(Stored items):
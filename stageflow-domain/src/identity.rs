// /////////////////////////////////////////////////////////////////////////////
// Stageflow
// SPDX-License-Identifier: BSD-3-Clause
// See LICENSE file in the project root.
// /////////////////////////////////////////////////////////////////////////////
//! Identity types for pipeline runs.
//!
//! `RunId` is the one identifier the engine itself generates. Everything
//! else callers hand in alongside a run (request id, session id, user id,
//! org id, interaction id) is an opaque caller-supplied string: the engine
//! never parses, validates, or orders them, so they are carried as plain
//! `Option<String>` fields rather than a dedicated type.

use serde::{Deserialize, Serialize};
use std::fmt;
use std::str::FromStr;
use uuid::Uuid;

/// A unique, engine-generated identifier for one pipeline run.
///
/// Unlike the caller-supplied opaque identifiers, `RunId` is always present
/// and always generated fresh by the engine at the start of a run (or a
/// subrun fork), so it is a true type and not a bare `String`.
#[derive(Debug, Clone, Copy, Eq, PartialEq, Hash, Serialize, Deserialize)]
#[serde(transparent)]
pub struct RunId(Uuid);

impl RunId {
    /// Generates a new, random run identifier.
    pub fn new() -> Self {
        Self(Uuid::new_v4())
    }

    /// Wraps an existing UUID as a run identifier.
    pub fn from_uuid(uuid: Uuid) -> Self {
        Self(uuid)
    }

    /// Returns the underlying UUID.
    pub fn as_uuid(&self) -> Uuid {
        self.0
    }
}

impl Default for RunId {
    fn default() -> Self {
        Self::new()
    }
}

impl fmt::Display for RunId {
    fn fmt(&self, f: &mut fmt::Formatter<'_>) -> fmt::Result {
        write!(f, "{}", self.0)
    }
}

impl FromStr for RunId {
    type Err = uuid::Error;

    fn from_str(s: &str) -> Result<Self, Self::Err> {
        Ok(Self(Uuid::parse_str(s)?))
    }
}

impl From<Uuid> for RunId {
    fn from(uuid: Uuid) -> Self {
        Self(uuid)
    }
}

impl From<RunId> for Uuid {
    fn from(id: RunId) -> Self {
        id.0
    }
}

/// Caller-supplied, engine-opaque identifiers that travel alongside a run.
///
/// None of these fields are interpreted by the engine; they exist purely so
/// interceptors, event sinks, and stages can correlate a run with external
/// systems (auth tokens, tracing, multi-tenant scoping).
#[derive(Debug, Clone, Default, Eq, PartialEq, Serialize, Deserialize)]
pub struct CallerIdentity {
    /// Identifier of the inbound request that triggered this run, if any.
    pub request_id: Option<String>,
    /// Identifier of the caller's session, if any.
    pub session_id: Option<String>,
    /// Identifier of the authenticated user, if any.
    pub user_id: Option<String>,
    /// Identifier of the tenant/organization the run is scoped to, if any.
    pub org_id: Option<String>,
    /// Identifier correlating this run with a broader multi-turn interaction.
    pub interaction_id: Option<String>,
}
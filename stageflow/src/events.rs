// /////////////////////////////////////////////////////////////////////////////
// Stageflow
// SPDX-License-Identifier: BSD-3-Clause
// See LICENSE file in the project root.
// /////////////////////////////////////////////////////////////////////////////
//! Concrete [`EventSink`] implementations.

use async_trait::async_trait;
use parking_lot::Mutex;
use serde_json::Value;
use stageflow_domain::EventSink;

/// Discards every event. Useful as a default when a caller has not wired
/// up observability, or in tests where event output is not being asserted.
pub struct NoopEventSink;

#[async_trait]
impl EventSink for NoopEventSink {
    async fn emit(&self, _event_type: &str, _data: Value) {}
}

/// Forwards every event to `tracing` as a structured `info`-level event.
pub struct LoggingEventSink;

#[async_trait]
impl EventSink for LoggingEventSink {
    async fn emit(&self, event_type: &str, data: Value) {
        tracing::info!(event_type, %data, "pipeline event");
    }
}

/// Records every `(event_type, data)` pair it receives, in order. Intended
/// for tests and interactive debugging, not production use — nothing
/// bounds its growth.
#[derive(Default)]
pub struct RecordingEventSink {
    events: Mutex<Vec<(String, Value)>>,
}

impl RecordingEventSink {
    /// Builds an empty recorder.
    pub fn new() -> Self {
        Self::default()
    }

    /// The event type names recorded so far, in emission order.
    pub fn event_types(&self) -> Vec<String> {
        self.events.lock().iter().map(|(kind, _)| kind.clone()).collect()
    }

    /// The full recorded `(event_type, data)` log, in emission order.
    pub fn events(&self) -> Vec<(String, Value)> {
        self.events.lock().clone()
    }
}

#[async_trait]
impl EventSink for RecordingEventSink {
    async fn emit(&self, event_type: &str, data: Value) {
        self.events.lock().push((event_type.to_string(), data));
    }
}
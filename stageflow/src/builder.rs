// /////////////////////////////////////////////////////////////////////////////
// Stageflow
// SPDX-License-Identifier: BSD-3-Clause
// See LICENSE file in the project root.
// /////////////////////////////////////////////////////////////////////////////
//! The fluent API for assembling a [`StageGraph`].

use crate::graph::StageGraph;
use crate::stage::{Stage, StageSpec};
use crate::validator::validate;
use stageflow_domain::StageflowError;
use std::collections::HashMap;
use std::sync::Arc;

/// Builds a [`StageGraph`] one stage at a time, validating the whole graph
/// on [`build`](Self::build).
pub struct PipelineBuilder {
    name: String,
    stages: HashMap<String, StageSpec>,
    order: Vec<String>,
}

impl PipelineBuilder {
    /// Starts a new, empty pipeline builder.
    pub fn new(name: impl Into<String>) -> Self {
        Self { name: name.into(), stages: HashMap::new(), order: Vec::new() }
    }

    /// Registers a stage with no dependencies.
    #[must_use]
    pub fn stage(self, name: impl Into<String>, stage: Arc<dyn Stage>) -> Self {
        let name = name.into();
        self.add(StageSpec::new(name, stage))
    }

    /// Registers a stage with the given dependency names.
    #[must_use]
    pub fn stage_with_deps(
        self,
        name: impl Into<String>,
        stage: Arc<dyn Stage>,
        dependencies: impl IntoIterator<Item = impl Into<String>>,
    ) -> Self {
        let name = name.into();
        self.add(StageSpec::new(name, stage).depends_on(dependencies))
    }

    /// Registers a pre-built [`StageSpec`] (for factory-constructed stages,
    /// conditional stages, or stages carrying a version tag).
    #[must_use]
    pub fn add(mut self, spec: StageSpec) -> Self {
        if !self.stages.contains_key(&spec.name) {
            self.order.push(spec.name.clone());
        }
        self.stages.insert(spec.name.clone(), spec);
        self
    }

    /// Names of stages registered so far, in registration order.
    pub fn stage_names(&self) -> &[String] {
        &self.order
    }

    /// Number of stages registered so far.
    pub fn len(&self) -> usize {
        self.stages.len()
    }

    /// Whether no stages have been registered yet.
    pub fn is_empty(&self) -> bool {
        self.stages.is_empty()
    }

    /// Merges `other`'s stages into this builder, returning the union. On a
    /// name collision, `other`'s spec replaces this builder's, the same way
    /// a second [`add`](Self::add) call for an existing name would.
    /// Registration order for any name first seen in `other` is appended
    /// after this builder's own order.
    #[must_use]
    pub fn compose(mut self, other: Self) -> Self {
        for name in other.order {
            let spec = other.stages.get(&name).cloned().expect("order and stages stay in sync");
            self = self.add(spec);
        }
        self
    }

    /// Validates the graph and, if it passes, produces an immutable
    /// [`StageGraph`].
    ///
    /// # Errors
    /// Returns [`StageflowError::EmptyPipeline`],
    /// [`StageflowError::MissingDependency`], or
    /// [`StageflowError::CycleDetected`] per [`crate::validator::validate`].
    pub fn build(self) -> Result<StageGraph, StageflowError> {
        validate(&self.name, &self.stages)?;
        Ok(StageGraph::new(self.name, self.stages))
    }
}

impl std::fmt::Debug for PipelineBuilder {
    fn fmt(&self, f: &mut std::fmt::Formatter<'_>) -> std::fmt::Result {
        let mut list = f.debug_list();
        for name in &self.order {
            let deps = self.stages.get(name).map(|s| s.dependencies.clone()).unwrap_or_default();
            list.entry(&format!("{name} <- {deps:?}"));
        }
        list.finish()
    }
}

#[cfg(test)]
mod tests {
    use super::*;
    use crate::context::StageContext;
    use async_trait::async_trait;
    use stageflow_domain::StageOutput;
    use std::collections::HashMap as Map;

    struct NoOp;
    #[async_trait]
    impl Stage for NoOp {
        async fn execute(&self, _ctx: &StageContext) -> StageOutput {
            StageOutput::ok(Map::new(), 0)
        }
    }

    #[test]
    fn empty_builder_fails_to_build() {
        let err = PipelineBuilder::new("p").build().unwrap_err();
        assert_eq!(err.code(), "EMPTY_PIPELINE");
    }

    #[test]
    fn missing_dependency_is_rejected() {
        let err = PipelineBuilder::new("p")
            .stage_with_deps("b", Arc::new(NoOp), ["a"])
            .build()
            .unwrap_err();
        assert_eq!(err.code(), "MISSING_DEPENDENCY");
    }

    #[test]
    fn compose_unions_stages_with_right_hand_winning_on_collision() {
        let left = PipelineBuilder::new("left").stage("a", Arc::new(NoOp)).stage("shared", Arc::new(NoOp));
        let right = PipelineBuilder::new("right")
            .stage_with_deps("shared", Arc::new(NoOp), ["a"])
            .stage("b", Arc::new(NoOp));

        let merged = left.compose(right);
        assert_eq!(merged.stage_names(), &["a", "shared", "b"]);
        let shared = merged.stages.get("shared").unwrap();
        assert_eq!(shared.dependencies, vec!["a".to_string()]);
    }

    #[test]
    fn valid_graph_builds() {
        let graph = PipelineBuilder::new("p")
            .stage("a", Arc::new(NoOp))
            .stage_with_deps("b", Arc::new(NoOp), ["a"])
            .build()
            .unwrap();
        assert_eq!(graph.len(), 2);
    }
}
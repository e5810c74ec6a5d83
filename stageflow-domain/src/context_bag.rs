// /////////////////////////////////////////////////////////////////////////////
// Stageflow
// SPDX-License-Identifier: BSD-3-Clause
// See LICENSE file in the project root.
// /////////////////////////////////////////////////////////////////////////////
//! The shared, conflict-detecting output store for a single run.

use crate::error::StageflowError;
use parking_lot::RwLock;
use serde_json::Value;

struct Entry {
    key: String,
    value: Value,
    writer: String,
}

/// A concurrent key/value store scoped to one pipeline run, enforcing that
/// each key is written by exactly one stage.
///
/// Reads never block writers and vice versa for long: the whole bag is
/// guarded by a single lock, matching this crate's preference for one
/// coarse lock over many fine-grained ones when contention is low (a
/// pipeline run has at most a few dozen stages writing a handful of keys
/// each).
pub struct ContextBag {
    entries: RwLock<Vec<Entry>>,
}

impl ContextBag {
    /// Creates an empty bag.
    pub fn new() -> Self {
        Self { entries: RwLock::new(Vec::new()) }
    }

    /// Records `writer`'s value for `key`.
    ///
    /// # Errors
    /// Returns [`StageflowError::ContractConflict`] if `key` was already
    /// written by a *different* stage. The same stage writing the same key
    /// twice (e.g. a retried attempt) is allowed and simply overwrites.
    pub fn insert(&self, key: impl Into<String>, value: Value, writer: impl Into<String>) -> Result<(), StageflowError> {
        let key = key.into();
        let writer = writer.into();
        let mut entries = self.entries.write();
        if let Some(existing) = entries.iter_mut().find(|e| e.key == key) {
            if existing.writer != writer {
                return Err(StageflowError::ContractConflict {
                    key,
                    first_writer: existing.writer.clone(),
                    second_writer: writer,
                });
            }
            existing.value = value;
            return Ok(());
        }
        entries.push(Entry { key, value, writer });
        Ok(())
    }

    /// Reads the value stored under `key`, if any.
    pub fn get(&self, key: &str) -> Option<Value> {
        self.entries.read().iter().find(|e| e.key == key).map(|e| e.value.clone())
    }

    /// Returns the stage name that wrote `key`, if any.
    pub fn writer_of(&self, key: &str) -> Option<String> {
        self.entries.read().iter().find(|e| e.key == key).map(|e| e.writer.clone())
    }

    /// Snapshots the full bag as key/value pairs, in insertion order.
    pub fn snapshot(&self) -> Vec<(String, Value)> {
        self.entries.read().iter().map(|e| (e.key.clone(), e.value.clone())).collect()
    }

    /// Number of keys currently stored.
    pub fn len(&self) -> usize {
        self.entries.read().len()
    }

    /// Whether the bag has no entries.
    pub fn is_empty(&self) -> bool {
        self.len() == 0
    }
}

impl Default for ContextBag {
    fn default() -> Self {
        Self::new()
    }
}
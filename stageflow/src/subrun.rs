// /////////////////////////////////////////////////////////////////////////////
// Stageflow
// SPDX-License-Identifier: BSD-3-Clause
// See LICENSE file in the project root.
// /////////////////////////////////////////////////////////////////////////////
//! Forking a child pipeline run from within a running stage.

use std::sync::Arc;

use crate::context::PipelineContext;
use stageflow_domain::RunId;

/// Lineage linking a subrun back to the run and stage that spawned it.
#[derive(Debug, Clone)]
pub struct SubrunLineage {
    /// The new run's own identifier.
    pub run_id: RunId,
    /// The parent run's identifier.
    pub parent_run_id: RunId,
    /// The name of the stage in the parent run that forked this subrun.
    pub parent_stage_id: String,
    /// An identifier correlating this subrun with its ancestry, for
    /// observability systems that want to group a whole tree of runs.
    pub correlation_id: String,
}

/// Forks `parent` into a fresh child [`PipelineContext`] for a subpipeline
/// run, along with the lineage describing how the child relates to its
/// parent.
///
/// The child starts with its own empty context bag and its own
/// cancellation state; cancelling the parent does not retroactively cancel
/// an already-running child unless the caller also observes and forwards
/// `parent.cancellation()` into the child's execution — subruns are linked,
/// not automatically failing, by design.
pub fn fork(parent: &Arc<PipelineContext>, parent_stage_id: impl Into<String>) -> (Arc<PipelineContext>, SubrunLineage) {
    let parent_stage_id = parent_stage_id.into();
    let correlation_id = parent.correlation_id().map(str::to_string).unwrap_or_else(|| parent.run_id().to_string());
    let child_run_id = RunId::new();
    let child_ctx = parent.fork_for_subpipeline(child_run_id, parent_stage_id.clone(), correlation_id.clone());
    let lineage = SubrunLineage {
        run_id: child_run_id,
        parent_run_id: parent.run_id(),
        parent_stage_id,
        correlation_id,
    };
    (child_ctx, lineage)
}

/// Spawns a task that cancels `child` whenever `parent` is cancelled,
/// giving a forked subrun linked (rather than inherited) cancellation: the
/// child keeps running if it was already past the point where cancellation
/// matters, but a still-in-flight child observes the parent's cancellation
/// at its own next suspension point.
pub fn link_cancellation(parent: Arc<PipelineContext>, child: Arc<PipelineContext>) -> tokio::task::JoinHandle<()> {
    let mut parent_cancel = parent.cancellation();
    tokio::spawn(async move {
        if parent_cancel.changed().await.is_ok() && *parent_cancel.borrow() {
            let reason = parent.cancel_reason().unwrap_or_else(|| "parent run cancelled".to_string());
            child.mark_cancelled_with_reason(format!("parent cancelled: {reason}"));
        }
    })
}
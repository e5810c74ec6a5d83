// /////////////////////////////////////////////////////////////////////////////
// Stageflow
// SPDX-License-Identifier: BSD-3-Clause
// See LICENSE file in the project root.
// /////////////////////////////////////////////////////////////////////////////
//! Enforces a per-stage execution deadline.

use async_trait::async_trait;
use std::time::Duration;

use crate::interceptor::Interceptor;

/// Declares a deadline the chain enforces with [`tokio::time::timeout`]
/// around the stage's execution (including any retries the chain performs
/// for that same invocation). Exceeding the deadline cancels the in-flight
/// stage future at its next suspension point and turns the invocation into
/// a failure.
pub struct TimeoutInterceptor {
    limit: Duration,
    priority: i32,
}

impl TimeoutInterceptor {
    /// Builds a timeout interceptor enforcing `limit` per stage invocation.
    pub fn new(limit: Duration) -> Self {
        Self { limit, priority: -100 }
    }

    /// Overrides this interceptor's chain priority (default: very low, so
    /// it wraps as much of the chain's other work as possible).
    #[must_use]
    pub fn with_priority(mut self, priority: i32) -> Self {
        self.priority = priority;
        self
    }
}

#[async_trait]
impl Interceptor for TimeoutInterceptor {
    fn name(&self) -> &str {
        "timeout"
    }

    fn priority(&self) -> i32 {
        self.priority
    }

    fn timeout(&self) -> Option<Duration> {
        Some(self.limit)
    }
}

(Work instructions): Working from the entries above, filter out every line that lacks "each" and copy what remains.

(Response to this exercise):
/// each key is written by exactly one stage.
/// each).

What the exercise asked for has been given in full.